Police Chief Zhang (Wong Yung) learns the corpse was sexually violated, as we flashback to Madame Lin’s (Tanny Tien Ni) brothel, where prostitute Hongmei (Jenny Leung Jan-Lei) is seriously ill and coughing blood. Nevertheless, a regular client Li Zheng Yuan (Chan Ga-Kei) buys her freedom and marries the dying girl. Later, a delivery boy spies him lovingly embalming then lying naked beside her fetid corpse, while the camera dwells upon the maggoty flesh in stomach-churning detail. Li is arrested (“for violating public hygiene” - hah!), but back in the present day, Zhang learns he was discharged one month ago.
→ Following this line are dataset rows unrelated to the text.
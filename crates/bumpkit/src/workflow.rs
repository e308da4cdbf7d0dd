//! Release workflow
//!
//! Planning reads the repository and version files and decides the next
//! version; execution writes version files and the changelog, then commits
//! and tags. Both go through [`VersionControl`] so they can run against an
//! in-memory repository in tests.

use std::borrow::Cow;
use std::fmt;
use std::path::{Path, PathBuf};

use anyhow::{bail, Context};
use chrono::Utc;
use serde::Serialize;
use tracing::{debug, info, instrument};

use bumpkit_adapters::VersionFileRegistry;
use bumpkit_changelog::{
    filter_reverted_commits, prepend_changelog, recommend_release, ChangelogGenerator, Commit,
    CommitParser, ParserOptions, Recommendation,
};
use bumpkit_core::config::Config;
use bumpkit_core::workflow::{format_commit_message, format_tag, format_tag_message, tag_prefix};
use bumpkit_core::{ReleaseResult, ReleaseType};
use bumpkit_git::{TagInfo, VersionControl};
use bumpkit_strategies::{SemVerStrategy, VersionStrategy};

/// Version used when nothing records one yet
pub const INITIAL_VERSION: &str = "0.0.0";

/// Where the current version was read from
#[derive(Debug, Clone, PartialEq, Eq, Serialize)]
#[serde(rename_all = "snake_case")]
pub enum VersionSource {
    BumpFile(PathBuf),
    Tag(String),
    Initial,
}

impl fmt::Display for VersionSource {
    fn fmt(&self, f: &mut fmt::Formatter<'_>) -> fmt::Result {
        match self {
            Self::BumpFile(path) => write!(f, "{}", path.display()),
            Self::Tag(name) => write!(f, "tag {}", name),
            Self::Initial => write!(f, "initial version"),
        }
    }
}

/// Current version and its source
#[derive(Debug, Clone, PartialEq, Eq, Serialize)]
pub struct CurrentVersion {
    pub version: String,
    pub source: VersionSource,
}

/// Current version: first readable bump file, then the latest release
/// tag, then [`INITIAL_VERSION`]
pub fn current_version(config: &Config, root: &Path, latest_tag: Option<&TagInfo>) -> CurrentVersion {
    let registry = VersionFileRegistry::new();

    for file in &config.bump_files {
        let path = root.join(&file.path);
        match registry
            .for_file(file)
            .and_then(|handler| handler.read_version(&path))
        {
            Ok(version) => {
                return CurrentVersion {
                    version,
                    source: VersionSource::BumpFile(file.path.clone()),
                }
            }
            Err(e) => debug!(path = %path.display(), error = %e, "bump file not readable"),
        }
    }

    if let Some(tag) = latest_tag {
        if let Some(version) = &tag.version {
            return CurrentVersion {
                version: version.to_string(),
                source: VersionSource::Tag(tag.name.clone()),
            };
        }
    }

    CurrentVersion {
        version: INITIAL_VERSION.to_string(),
        source: VersionSource::Initial,
    }
}

/// Parse commits since `since` (all history when `None`) and drop
/// reverted work
#[instrument(skip(config, vcs))]
pub fn release_commits(
    config: &Config,
    vcs: &dyn VersionControl,
    since: Option<&str>,
) -> anyhow::Result<Vec<Commit>> {
    let parser = CommitParser::with_options(ParserOptions::from_config(&config.parser)?);
    let raws = vcs.raw_commits_since(since)?;
    let commits = parser.parse_all(&raws);

    let kept = match filter_reverted_commits(&commits) {
        Cow::Owned(kept) => Some(kept),
        Cow::Borrowed(_) => None,
    };

    let commits = kept.unwrap_or(commits);
    debug!(count = commits.len(), "release commits collected");
    Ok(commits)
}

/// Choices that shape the next version
#[derive(Debug, Clone, Default)]
pub struct PlanOptions {
    /// Release type to use instead of the recommendation
    pub release_as: Option<ReleaseType>,
    /// Pre-release identifier; empty for the configured default
    pub prerelease: Option<String>,
}

/// Everything decided before any file is touched
#[derive(Debug, Clone, Serialize)]
pub struct ReleasePlan {
    pub current: CurrentVersion,
    pub previous_tag: Option<String>,
    pub commits: Vec<Commit>,
    pub recommendation: Recommendation,
    pub release_type: ReleaseType,
    pub next_version: String,
}

/// Work out the next release
#[instrument(skip_all)]
pub fn plan_release(
    config: &Config,
    root: &Path,
    vcs: &dyn VersionControl,
    options: &PlanOptions,
) -> anyhow::Result<ReleasePlan> {
    let latest = vcs.latest_version_tag(tag_prefix(config))?;
    let current = current_version(config, root, latest.as_ref());
    let previous_tag = latest.map(|t| t.name);

    let commits = release_commits(config, vcs, previous_tag.as_deref())?;
    let recommendation = recommend_release(&commits);
    let release_type = options.release_as.unwrap_or(recommendation.release_type);

    let mut strategy = SemVerStrategy::new();
    if let Some(identifier) = &config.versioning.prerelease_identifier {
        strategy = strategy.with_default_prerelease(identifier.as_str());
    }

    let parsed = strategy
        .parse(&current.version)
        .with_context(|| format!("current version from {} is not semver", current.source))?;
    let next = match options.prerelease.as_deref() {
        Some(identifier) => strategy.bump_prerelease(
            &parsed,
            release_type.into(),
            Some(identifier).filter(|id| !id.is_empty()),
        )?,
        None => strategy.bump(&parsed, release_type.into())?,
    };
    let next_version = strategy.format(&next);

    info!(
        current = %current.version,
        next = %next_version,
        %release_type,
        commits = commits.len(),
        "release planned"
    );

    Ok(ReleasePlan {
        current,
        previous_tag,
        commits,
        recommendation,
        release_type,
        next_version,
    })
}

/// Steps of a release that may be skipped
#[derive(Debug, Clone, Copy, Default)]
pub struct ReleaseSteps {
    pub skip_bump: bool,
    pub skip_changelog: bool,
    pub skip_commit: bool,
    pub skip_tag: bool,
    /// Compute everything, write nothing
    pub dry_run: bool,
}

/// Render the changelog entry for a plan
pub fn render_changelog(config: &Config, plan: &ReleasePlan) -> String {
    let generator = ChangelogGenerator::new(config.changelog.clone());
    let entry = generator
        .generate(&plan.next_version, Utc::now(), &plan.commits)
        .with_tags(
            plan.previous_tag.clone(),
            format_tag(config, &plan.next_version),
        );
    generator.format(&entry)
}

/// Carry out a planned release
#[instrument(skip_all, fields(version = %plan.next_version, dry_run = steps.dry_run))]
pub fn execute_release(
    config: &Config,
    root: &Path,
    vcs: &dyn VersionControl,
    plan: &ReleasePlan,
    steps: ReleaseSteps,
) -> anyhow::Result<ReleaseResult> {
    let version = plan.next_version.as_str();
    let tag = format_tag(config, version);
    let writes = !steps.dry_run;

    if writes && config.git.require_clean && !steps.skip_commit && !vcs.is_clean()? {
        bail!("working tree has uncommitted changes; commit or stash them first");
    }

    let mut result = ReleaseResult::new(&plan.current.version, version)
        .with_release_type(plan.release_type)
        .with_tag(&tag)
        .with_dry_run(steps.dry_run);
    let mut touched: Vec<PathBuf> = Vec::new();

    if !steps.skip_bump {
        let registry = VersionFileRegistry::new();
        for file in &config.bump_files {
            let path = root.join(&file.path);
            let handler = registry.for_file(file)?;
            if writes {
                handler
                    .write_version(&path, version)
                    .with_context(|| format!("failed to update {}", path.display()))?;
            }
            touched.push(path.clone());
            result = result.add_updated_file(path);
        }
    }

    if config.changelog.enabled && !steps.skip_changelog {
        let text = render_changelog(config, plan);
        let path = root.join(&config.changelog.file);
        if writes {
            prepend_changelog(&path, &config.changelog.header, &text)?;
        }
        touched.push(path);
        result = result.with_changelog(text);
    }

    if writes && !steps.skip_commit && !touched.is_empty() {
        let message = format_commit_message(config, version);
        let hash = vcs.commit_files(&touched, &message)?;
        info!(%hash, "release commit created");
    }

    if writes && !steps.skip_tag {
        vcs.create_tag(&tag, format_tag_message(config, version).as_deref())?;
    }

    Ok(result)
}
As prostitutes from Madame Lin’s start turning up raped and murdered - but not in that order - the police suspect crazy Li is up to his old tricks.
Adopting a familiar Hong Kong, “two for the price of one” movie-making method, Corpse Mania starts out as an eerily morbid tale of amour fou, that prefigures Necromantik (1987). Although mercifully not as explicit, the corpse fondling scenes are artfully shot and carry an air of twisted romance along with an effective, gross-out charge. Once the flashback is over, the film settles into a giallo-influenced murder mystery, with a slouched-hat and masked killer stalking the shadowy, fog-filled streets, in striking colour-drenched visuals that recall Blood and Black Lace (1964). Forensic analysis sequences liken this to a turn of the century C.S.I., with the police heroes similarly stoic to the point of impassive and hard to engage with. The remaining characters are cynical, venal backstabbers, ideally suited perhaps to a dog eat dog slasher-thriller wherein writer-director Kuei Chi-hung’s trademark pessimism is to the fore.
A lengthy chase sequence where Madam Lin’s adopted daughter, Yan Er (Yau Chui-Ling) eludes the killer, only to fall prey to a psychotic rapist before the mystery villain knifes them both to death, is fairly typical of the vicious, yet stylishly mounted set-pieces. For all its visual flair and occasional inventiveness (the killer’s final attack in a brothel full of undercover cops is bloody, exciting and ingenious in its simplicity), this tends to plod along from one grisly discovery to the next. Chi-hung throws in a blink and you’ll miss it kung fu fight to liven things up, but Chief Zhang spends a little too long, lounging around, smoking and looking pensive. And while things wrap up with a suitably grim and shocking denouement, it’s hard not to laugh when one cop gets gorily impaled, only for his colleague to ask: “Are you okay?”